- _AIM OF THE EXERCISE_:
Every line below that has the string "OutputError" needs to be copied.

- _SOURCE DATA_:
________________________
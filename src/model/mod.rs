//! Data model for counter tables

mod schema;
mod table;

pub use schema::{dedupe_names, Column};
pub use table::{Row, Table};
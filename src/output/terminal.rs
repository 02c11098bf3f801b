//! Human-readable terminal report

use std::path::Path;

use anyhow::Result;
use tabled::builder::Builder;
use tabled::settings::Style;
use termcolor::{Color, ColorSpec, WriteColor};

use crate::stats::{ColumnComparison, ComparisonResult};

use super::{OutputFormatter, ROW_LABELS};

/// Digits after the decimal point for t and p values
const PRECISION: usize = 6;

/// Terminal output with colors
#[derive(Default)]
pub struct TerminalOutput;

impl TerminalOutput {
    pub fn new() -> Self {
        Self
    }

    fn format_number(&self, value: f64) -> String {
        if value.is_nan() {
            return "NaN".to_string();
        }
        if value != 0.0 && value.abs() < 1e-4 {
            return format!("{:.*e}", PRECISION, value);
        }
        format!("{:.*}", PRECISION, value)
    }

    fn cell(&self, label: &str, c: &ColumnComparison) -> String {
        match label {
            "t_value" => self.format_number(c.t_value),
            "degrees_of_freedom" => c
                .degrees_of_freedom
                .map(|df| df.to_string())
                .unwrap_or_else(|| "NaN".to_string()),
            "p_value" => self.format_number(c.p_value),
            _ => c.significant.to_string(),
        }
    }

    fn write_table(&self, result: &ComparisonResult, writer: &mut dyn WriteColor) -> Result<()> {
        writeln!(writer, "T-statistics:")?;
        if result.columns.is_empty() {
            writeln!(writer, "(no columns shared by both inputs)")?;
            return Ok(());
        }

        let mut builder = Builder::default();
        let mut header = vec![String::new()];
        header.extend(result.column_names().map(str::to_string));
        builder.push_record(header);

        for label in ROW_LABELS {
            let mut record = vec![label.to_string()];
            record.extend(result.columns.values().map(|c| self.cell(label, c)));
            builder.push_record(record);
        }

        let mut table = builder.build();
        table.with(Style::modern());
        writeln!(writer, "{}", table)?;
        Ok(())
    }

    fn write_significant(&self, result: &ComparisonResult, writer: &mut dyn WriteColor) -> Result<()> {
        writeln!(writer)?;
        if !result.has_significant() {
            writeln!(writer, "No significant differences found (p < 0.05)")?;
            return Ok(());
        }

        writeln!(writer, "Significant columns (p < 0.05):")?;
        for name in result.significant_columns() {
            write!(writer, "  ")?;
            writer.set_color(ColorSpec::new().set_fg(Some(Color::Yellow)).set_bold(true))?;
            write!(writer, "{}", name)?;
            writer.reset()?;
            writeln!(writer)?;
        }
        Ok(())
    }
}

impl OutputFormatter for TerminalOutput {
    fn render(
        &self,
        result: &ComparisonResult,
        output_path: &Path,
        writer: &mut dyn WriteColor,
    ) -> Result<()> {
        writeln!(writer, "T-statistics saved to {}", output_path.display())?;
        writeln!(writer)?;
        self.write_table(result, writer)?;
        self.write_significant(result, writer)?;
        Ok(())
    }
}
________________________
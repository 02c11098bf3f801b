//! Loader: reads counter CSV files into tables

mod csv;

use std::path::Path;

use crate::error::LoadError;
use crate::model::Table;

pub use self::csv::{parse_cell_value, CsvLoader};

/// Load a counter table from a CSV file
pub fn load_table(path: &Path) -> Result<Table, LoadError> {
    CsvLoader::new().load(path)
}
________________________
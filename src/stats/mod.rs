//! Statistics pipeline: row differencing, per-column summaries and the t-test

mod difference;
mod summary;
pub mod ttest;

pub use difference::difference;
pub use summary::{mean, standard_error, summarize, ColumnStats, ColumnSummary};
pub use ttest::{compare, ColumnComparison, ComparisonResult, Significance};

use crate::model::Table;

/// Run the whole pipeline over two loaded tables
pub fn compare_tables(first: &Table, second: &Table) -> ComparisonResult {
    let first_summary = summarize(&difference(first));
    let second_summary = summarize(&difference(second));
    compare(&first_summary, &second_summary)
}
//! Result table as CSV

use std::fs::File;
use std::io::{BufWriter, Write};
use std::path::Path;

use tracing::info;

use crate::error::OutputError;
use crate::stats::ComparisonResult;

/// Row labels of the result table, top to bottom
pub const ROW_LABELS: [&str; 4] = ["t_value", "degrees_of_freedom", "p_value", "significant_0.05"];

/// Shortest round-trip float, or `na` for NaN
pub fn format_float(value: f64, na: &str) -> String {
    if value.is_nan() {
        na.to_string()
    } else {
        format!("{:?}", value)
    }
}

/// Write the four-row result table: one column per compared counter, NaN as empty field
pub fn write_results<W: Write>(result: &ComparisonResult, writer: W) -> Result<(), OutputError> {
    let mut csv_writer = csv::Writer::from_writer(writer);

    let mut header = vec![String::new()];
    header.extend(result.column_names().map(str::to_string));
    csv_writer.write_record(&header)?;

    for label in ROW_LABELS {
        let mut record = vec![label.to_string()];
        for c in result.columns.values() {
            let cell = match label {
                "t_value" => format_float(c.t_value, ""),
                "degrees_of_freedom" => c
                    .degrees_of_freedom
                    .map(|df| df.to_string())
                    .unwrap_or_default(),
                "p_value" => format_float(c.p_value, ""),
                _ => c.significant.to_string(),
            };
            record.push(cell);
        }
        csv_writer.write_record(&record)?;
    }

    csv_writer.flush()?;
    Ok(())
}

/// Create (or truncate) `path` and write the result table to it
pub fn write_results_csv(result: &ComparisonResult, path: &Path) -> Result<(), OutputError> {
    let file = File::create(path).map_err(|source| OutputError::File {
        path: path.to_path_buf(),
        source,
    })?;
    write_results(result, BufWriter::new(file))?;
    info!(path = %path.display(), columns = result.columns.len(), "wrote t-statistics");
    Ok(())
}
________________________
- _RESULT OF THE TASK_:
use crate::error::OutputError;
pub fn write_results<W: Write>(result: &ComparisonResult, writer: W) -> Result<(), OutputError> {
pub fn write_results_csv(result: &ComparisonResult, path: &Path) -> Result<(), OutputError> {
    let file = File::create(path).map_err(|source| OutputError::File {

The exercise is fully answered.